Stored items
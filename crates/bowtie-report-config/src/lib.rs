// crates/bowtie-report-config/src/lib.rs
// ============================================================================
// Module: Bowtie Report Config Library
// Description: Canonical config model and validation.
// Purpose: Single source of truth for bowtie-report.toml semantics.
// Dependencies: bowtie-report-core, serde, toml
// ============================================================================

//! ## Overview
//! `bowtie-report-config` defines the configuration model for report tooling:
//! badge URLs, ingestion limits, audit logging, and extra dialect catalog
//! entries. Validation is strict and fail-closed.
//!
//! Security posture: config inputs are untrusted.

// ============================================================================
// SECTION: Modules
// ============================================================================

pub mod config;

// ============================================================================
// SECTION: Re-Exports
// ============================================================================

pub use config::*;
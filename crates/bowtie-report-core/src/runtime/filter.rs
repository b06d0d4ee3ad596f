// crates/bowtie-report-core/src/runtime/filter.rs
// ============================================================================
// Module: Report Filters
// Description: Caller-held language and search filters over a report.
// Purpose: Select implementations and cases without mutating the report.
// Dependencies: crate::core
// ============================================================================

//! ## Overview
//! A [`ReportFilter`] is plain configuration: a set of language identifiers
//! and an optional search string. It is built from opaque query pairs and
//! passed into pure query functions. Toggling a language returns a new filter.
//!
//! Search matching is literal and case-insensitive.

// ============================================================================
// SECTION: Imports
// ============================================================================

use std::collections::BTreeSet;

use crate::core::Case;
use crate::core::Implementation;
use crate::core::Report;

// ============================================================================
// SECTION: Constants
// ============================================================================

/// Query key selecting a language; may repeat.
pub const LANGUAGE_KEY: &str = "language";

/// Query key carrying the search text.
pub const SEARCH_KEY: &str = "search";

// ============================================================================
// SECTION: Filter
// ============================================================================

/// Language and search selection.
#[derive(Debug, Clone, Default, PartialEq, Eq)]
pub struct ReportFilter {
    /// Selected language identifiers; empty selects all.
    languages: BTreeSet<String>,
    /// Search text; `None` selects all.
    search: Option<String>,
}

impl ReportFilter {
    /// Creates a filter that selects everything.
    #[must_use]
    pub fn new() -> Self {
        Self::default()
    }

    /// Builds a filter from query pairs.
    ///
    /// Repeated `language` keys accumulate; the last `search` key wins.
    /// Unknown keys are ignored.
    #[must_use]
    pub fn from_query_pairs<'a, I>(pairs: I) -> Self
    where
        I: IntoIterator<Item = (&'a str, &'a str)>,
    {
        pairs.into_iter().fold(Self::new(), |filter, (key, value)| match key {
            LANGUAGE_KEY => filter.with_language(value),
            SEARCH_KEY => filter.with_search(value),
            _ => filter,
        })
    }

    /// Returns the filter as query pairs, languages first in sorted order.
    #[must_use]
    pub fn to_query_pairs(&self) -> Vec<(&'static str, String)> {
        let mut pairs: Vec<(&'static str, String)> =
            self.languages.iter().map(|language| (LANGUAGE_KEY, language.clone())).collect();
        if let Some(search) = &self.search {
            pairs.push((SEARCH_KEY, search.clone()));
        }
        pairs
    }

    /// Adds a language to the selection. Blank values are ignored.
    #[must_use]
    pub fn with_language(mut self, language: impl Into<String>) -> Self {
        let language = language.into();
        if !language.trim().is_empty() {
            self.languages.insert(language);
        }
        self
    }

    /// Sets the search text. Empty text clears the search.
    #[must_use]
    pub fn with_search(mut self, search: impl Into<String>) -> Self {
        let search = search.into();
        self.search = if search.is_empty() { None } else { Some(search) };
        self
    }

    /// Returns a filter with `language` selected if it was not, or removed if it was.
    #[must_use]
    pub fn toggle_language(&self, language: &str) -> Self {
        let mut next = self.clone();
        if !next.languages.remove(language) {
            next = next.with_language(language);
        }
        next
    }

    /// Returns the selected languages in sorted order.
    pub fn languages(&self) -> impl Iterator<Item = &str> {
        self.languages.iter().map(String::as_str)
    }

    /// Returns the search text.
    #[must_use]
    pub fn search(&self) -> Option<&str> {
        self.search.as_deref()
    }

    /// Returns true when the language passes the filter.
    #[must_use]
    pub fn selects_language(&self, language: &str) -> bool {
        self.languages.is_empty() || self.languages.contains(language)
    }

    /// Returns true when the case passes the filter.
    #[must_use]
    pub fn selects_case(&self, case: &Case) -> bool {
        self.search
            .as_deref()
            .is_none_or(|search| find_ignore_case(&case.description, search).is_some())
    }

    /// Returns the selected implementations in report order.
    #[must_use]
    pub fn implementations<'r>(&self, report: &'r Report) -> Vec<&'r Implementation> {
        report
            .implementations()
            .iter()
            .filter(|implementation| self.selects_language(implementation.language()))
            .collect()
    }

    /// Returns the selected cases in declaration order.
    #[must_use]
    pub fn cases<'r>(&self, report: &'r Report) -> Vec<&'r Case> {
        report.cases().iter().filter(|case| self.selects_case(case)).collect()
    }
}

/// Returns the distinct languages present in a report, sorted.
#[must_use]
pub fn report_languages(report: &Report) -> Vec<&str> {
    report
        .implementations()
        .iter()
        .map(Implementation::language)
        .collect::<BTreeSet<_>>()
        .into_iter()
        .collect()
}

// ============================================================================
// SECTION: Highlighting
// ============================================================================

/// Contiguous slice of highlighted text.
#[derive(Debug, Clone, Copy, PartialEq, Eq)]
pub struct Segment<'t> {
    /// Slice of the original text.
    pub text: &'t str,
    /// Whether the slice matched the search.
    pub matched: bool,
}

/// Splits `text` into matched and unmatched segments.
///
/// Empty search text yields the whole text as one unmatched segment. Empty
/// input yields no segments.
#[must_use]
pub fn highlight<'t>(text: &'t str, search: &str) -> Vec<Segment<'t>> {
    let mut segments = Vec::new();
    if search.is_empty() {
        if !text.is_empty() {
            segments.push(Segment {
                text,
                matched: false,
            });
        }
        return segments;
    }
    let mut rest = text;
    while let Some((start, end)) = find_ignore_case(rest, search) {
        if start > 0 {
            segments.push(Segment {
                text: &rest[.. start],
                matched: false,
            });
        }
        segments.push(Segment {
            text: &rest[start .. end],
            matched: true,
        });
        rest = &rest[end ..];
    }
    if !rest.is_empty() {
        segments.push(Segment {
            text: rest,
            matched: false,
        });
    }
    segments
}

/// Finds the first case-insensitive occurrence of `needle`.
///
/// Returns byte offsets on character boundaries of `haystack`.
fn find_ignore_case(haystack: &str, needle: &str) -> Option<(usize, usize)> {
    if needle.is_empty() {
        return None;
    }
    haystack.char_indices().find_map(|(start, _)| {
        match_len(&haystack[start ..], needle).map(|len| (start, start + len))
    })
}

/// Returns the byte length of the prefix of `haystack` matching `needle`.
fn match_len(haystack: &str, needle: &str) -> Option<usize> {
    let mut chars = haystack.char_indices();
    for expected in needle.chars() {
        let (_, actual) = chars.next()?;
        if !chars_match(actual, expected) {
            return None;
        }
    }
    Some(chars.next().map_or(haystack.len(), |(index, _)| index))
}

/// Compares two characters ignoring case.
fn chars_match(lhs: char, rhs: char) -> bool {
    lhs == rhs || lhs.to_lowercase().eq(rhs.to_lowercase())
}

◆ AIM OF THE TASK:
Return the entries above in full and exactly as written.

◆ RESULT FOR THIS TASK:
filename crates/bowtie-report-config/src/lib.rs
// crates/bowtie-report-config/src/lib.rs
// ============================================================================
// Module: Bowtie Report Config Library
// Description: Canonical config model and validation.
// Purpose: Single source of truth for bowtie-report.toml semantics.
// Dependencies: bowtie-report-core, serde, toml
// ============================================================================

//! ## Overview
//! `bowtie-report-config` defines the configuration model for report tooling:
//! badge URLs, ingestion limits, audit logging, and extra dialect catalog
//! entries. Validation is strict and fail-closed.
//!
//! Security posture: config inputs are untrusted.

// ============================================================================
// SECTION: Modules
// ============================================================================

pub mod config;

// ============================================================================
// SECTION: Re-Exports
// ============================================================================

pub use config::*;
filename crates/bowtie-report-core/src/runtime/filter.rs
repository b06d0d4ee3ad596f
// crates/bowtie-report-core/src/runtime/filter.rs
// ============================================================================
// Module: Report Filters
// Description: Caller-held language and search filters over a report.
// Purpose: Select implementations and cases without mutating the report.
// Dependencies: crate::core
// ============================================================================

//! ## Overview
//! A [`ReportFilter`] is plain configuration: a set of language identifiers
//! and an optional search string. It is built from opaque query pairs and
//! passed into pure query functions. Toggling a language returns a new filter.
//!
//! Search matching is literal and case-insensitive.

// ============================================================================
// SECTION: Imports
// ============================================================================

use std::collections::BTreeSet;

use crate::core::Case;
use crate::core::Implementation;
use crate::core::Report;

// ============================================================================
// SECTION: Constants
// ============================================================================

/// Query key selecting a language; may repeat.
pub const LANGUAGE_KEY: &str = "language";

/// Query key carrying the search text.
pub const SEARCH_KEY: &str = "search";

// ============================================================================
// SECTION: Filter
// ============================================================================

/// Language and search selection.
#[derive(Debug, Clone, Default, PartialEq, Eq)]
pub struct ReportFilter {
    /// Selected language identifiers; empty selects all.
    languages: BTreeSet<String>,
    /// Search text; `None` selects all.
    search: Option<String>,
}

impl ReportFilter {
    /// Creates a filter that selects everything.
    #[must_use]
    pub fn new() -> Self {
        Self::default()
    }

    /// Builds a filter from query pairs.
    ///
    /// Repeated `language` keys accumulate; the last `search` key wins.
    /// Unknown keys are ignored.
    #[must_use]
    pub fn from_query_pairs<'a, I>(pairs: I) -> Self
    where
        I: IntoIterator<Item = (&'a str, &'a str)>,
    {
        pairs.into_iter().fold(Self::new(), |filter, (key, value)| match key {
            LANGUAGE_KEY => filter.with_language(value),
            SEARCH_KEY => filter.with_search(value),
            _ => filter,
        })
    }

    /// Returns the filter as query pairs, languages first in sorted order.
    #[must_use]
    pub fn to_query_pairs(&self) -> Vec<(&'static str, String)> {
        let mut pairs: Vec<(&'static str, String)> =
            self.languages.iter().map(|language| (LANGUAGE_KEY, language.clone())).collect();
        if let Some(search) = &self.search {
            pairs.push((SEARCH_KEY, search.clone()));
        }
        pairs
    }

    /// Adds a language to the selection. Blank values are ignored.
    #[must_use]
    pub fn with_language(mut self, language: impl Into<String>) -> Self {
        let language = language.into();
        if !language.trim().is_empty() {
            self.languages.insert(language);
        }
        self
    }

    /// Sets the search text. Empty text clears the search.
    #[must_use]
    pub fn with_search(mut self, search: impl Into<String>) -> Self {
        let search = search.into();
        self.search = if search.is_empty() { None } else { Some(search) };
        self
    }

    /// Returns a filter with `language` selected if it was not, or removed if it was.
    #[must_use]
    pub fn toggle_language(&self, language: &str) -> Self {
        let mut next = self.clone();
        if !next.languages.remove(language) {
            next = next.with_language(language);
        }
        next
    }

    /// Returns the selected languages in sorted order.
    pub fn languages(&self) -> impl Iterator<Item = &str> {
        self.languages.iter().map(String::as_str)
    }

    /// Returns the search text.
    #[must_use]
    pub fn search(&self) -> Option<&str> {
        self.search.as_deref()
    }

    /// Returns true when the language passes the filter.
    #[must_use]
    pub fn selects_language(&self, language: &str) -> bool {
        self.languages.is_empty() || self.languages.contains(language)
    }

    /// Returns true when the case passes the filter.
    #[must_use]
    pub fn selects_case(&self, case: &Case) -> bool {
        self.search
            .as_deref()
            .is_none_or(|search| find_ignore_case(&case.description, search).is_some())
    }

    /// Returns the selected implementations in report order.
    #[must_use]
    pub fn implementations<'r>(&self, report: &'r Report) -> Vec<&'r Implementation> {
        report
            .implementations()
            .iter()
            .filter(|implementation| self.selects_language(implementation.language()))
            .collect()
    }

    /// Returns the selected cases in declaration order.
    #[must_use]
    pub fn cases<'r>(&self, report: &'r Report) -> Vec<&'r Case> {
        report.cases().iter().filter(|case| self.selects_case(case)).collect()
    }
}

/// Returns the distinct languages present in a report, sorted.
#[must_use]
pub fn report_languages(report: &Report) -> Vec<&str> {
    report
        .implementations()
        .iter()
        .map(Implementation::language)
        .collect::<BTreeSet<_>>()
        .into_iter()
        .collect()
}

// ============================================================================
// SECTION: Highlighting
// ============================================================================

/// Contiguous slice of highlighted text.
#[derive(Debug, Clone, Copy, PartialEq, Eq)]
pub struct Segment<'t> {
    /// Slice of the original text.
    pub text: &'t str,
    /// Whether the slice matched the search.
    pub matched: bool,
}

/// Splits `text` into matched and unmatched segments.
///
/// Empty search text yields the whole text as one unmatched segment. Empty
/// input yields no segments.
#[must_use]
pub fn highlight<'t>(text: &'t str, search: &str) -> Vec<Segment<'t>> {
    let mut segments = Vec::new();
    if search.is_empty() {
        if !text.is_empty() {
            segments.push(Segment {
                text,
                matched: false,
            });
        }
        return segments;
    }
    let mut rest = text;
    while let Some((start, end)) = find_ignore_case(rest, search) {
        if start > 0 {
            segments.push(Segment {
                text: &rest[.. start],
                matched: false,
            });
        }
        segments.push(Segment {
            text: &rest[start .. end],
            matched: true,
        });
        rest = &rest[end ..];
    }
    if !rest.is_empty() {
        segments.push(Segment {
            text: rest,
            matched: false,
        });
    }
    segments
}

/// Finds the first case-insensitive occurrence of `needle`.
///
/// Returns byte offsets on character boundaries of `haystack`.
fn find_ignore_case(haystack: &str, needle: &str) -> Option<(usize, usize)> {
    if needle.is_empty() {
        return None;
    }
    haystack.char_indices().find_map(|(start, _)| {
        match_len(&haystack[start ..], needle).map(|len| (start, start + len))
    })
}

/// Returns the byte length of the prefix of `haystack` matching `needle`.
fn match_len(haystack: &str, needle: &str) -> Option<usize> {
    let mut chars = haystack.char_indices();
    for expected in needle.chars() {
        let (_, actual) = chars.next()?;
        if !chars_match(actual, expected) {
            return None;
        }
    }
    Some(chars.next().map_or(haystack.len(), |(index, _)| index))
}

/// Compares two characters ignoring case.
fn chars_match(lhs: char, rhs: char) -> bool {
    lhs == rhs || lhs.to_lowercase().eq(rhs.to_lowercase())
}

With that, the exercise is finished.